[Collected data]

+---+

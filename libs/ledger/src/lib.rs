//! # Ledger
//!
//! Deterministic in-process ledger runtime for the launchpad.
//!
//! ## Features
//!
//! - **Accounts**: native balances, nonces, code and namespaced typed storage
//! - **Content-addressed deployment**: EIP-1014 style addresses for beacon
//!   proxies, computed from the same init code the runtime deploys
//! - **Beacon indirection**: instances resolve their logic through a beacon on
//!   every call, so re-pointing a beacon upgrades a whole family
//! - **Assets**: bonding-curve and reserveless token logic with an ERC-20
//!   surface and EIP-2612 permits
//! - **Atomicity**: checkpoint/restore of the entire world around any step
//!
//! ## Usage
//!
//! ```rust
//! use ledger::{asset::PlainToken, asset::abi, Ledger};
//! use launch_types::{Address, H256, ReservelessParams, U256};
//! use std::sync::Arc;
//!
//! let mut ledger = Ledger::new(1, 0);
//! let owner = Address::repeat_byte(1);
//! let implementation = ledger.deploy_asset_logic(owner, Arc::new(PlainToken::new())).unwrap();
//! let beacon = ledger.deploy_beacon(owner, implementation).unwrap();
//!
//! let params = ReservelessParams {
//!     name: "Plain".into(),
//!     symbol: "PLN".into(),
//!     mintable: true,
//!     burnable: true,
//!     initial_mint: U256::from(1_000),
//!     cap: U256::zero(),
//!     identity: String::new(),
//! };
//! let init = abi::encode_reserveless_init(&params, owner).unwrap();
//! let token = ledger.create2(owner, H256::zero(), beacon, &init, U256::zero()).unwrap();
//! assert_eq!(ledger.asset(token).symbol().unwrap(), "PLN");
//! ```

pub mod asset;
pub mod beacon;
pub mod create2;
pub mod error;
pub mod ledger;
pub mod log;
pub mod slots;
pub mod world;

pub use asset::{AssetClient, AssetLogic, AssetView, BondingToken, Frame, Permit, PlainToken};
pub use beacon::{BeaconLogic, UpgradeableBeacon};
pub use error::{LedgerError, LedgerResult};
pub use ledger::Ledger;
pub use log::LogEntry;
pub use slots::{namespaced_slot, SlotMap};
pub use world::{Account, Code, WorldState};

+---+

Starting at the line that contains "around any step" and stopping after the line that contains "pub use log::LogEntry;", write out every line exactly as it appears above, and no other line.

//! - **Atomicity**: checkpoint/restore of the entire world around any step
//!
//! ## Usage
//!
//! ```rust
//! use ledger::{asset::PlainToken, asset::abi, Ledger};
//! use launch_types::{Address, H256, ReservelessParams, U256};
//! use std::sync::Arc;
//!
//! let mut ledger = Ledger::new(1, 0);
//! let owner = Address::repeat_byte(1);
//! let implementation = ledger.deploy_asset_logic(owner, Arc::new(PlainToken::new())).unwrap();
//! let beacon = ledger.deploy_beacon(owner, implementation).unwrap();
//!
//! let params = ReservelessParams {
//!     name: "Plain".into(),
//!     symbol: "PLN".into(),
//!     mintable: true,
//!     burnable: true,
//!     initial_mint: U256::from(1_000),
//!     cap: U256::zero(),
//!     identity: String::new(),
//! };
//! let init = abi::encode_reserveless_init(&params, owner).unwrap();
//! let token = ledger.create2(owner, H256::zero(), beacon, &init, U256::zero()).unwrap();
//! assert_eq!(ledger.asset(token).symbol().unwrap(), "PLN");
//! ```

pub mod asset;
pub mod beacon;
pub mod create2;
pub mod error;
pub mod ledger;
pub mod log;
pub mod slots;
pub mod world;

pub use asset::{AssetClient, AssetLogic, AssetView, BondingToken, Frame, Permit, PlainToken};
pub use beacon::{BeaconLogic, UpgradeableBeacon};
pub use error::{LedgerError, LedgerResult};
pub use ledger::Ledger;
pub use log::LogEntry;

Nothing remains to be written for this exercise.